Work instructions: Print every record word for word.

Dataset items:

○ ○ ○ ○ ○ ○ ○

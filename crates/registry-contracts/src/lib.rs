// Copyright 2025 Semiotic AI, Inc.
// SPDX-License-Identifier: Apache-2.0

//! # Registry Contracts
//!
//! Typed bindings for the TixToken service registry and its companion
//! contracts, plus checks that an ABI document on disk declares the calls and
//! events those bindings rely on.
//!
//! ## loading and checking ABIs
//!
//! ```rust,ignore
//! use registry_contracts::RegistryAbi;
//!
//! let legacy = RegistryAbi::from_path("./TixToken.old.abi")?;
//! let service_registered = legacy.legacy_registry_event()?;
//!
//! let current = RegistryAbi::from_path("./bin/TixToken.abi")?;
//! current.ensure_current_registry()?;
//! ```
//!
//! ## calling the registry
//!
//! ```rust,ignore
//! use registry_contracts::ITixToken;
//!
//! let registry = ITixToken::new(address, provider);
//! let record = registry.repository(name).call().await?;
//! ```

pub mod abi;
pub mod bindings;
pub mod error;

pub use abi::{RegistryAbi, SERVICE_NAME_PARAM, SERVICE_REGISTERED_SIGNATURE};
pub use bindings::{ILegacyServiceRegistry, IServiceDeployer, ITixToken, IWorkflowBaseMock};
pub use error::AbiError;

○ ○ ○ ○ ○ ○ ○

Task output:
filename crates/registry-contracts/src/lib.rs
// Copyright 2025 Semiotic AI, Inc.
// SPDX-License-Identifier: Apache-2.0

//! # Registry Contracts
//!
//! Typed bindings for the TixToken service registry and its companion
//! contracts, plus checks that an ABI document on disk declares the calls and
//! events those bindings rely on.
//!
//! ## loading and checking ABIs
//!
//! ```rust,ignore
//! use registry_contracts::RegistryAbi;
//!
//! let legacy = RegistryAbi::from_path("./TixToken.old.abi")?;
//! let service_registered = legacy.legacy_registry_event()?;
//!
//! let current = RegistryAbi::from_path("./bin/TixToken.abi")?;
//! current.ensure_current_registry()?;
//! ```
//!
//! ## calling the registry
//!
//! ```rust,ignore
//! use registry_contracts::ITixToken;
//!
//! let registry = ITixToken::new(address, provider);
//! let record = registry.repository(name).call().await?;
//! ```

pub mod abi;
pub mod bindings;
pub mod error;

pub use abi::{RegistryAbi, SERVICE_NAME_PARAM, SERVICE_REGISTERED_SIGNATURE};
pub use bindings::{ILegacyServiceRegistry, IServiceDeployer, ITixToken, IWorkflowBaseMock};
pub use error::AbiError;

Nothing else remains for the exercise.